Father Stu (2022) è un film che colpisce per la sua onestà brutale e la sua profonda carica umana, riuscendo a raccontare la storia vera di Stuart Long senza cadere nei cliché del cinema religioso più convenzionale. Il merito principale va all'interpretazione di Mark Wahlberg, che in questa pellicola offre probabilmente la prova più intensa della sua carriera. La sua trasformazione, non solo fisica ma soprattutto emotiva, restituisce perfettamente il ritratto di un uomo spigoloso e irriverente che trova la sua vocazione attraverso la sofferenza e il fallimento.
L'aspetto più riuscito dell'opera è la capacità di mantenere i piedi per terra: Stu non è un santo idealizzato, ma un ex pugile sboccato e testardo che porta i suoi difetti fin dentro l'abito talare, rendendo il suo percorso di redenzione incredibilmente autentico e vicino allo spettatore. A dare ulteriore spessore al racconto contribuiscono le ottime interpretazioni di contorno, in particolare quella di un ruvido Mel Gibson, che incarna un padre tormentato in un rapporto complesso e doloroso.

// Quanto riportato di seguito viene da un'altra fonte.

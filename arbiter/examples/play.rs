/*
 * This Source Code Form is subject to the terms of the Mozilla Public
 * License, v. 2.0. If a copy of the MPL was not distributed with this
 * file, You can obtain one at https://mozilla.org/MPL/2.0/.
 */

use anyhow::{bail, Context, Result};
use clap::Parser;
use colored::Colorize;

use arbiter::{Board, Move, Outcome, Square};

/// Apply a sequence of moves to a position, printing the board and outcome.
#[derive(Debug, Parser)]
struct Cli {
    /// The FEN string of the position to start from.
    #[arg(short, long)]
    fen: Option<String>,

    /// Moves to apply, in coordinate form like "e2e4".
    #[arg(required = false)]
    moves: Vec<String>,
}

/// Parses a coordinate-pair string like `"e2e4"` into a [`Move`] on `board`.
fn parse_move(board: &Board, mv_str: &str) -> Result<Move> {
    if mv_str.len() != 4 || !mv_str.is_ascii() {
        bail!("Expected a move like \"e2e4\", got {mv_str:?}");
    }

    let from = Square::from_uci(&mv_str[..2])?;
    let to = Square::from_uci(&mv_str[2..])?;

    Move::new(board, from, to).context(format!("No piece on {from} to move"))
}

fn main() -> Result<()> {
    let args = Cli::parse();

    let mut board = if let Some(fen) = &args.fen {
        Board::from_fen(fen)?
    } else {
        Board::default()
    };

    for mv_str in &args.moves {
        let mv = parse_move(&board, mv_str)?;

        if let Err(reason) = board.make_move(mv) {
            bail!("{} is illegal: {reason}", mv_str.bold());
        }
    }

    println!("{board}\n");

    match board.outcome() {
        Outcome::Ongoing => {
            let side = if board.side_to_move().is_white() {
                "White"
            } else {
                "Black"
            };
            println!("{side} to move, {} legal moves available", board.legal_moves().len());
        }
        outcome @ Outcome::Win(_) => println!("{}", outcome.to_string().green().bold()),
        outcome @ Outcome::Draw => println!("{}", outcome.to_string().yellow().bold()),
    }

    Ok(())
}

Il film è un viaggio potente sulla capacità di riscatto e sul senso del dolore. Non promette risposte facili, ma mostra come la dignità e la speranza possano fiorire anche quando il corpo cede, trasformando una tragedia personale in un messaggio universale di amore e servizio verso gli altri. È una storia sporca, vera e profondamente commovente che invita a riflettere sulle seconde possibilità che la vita può offrire.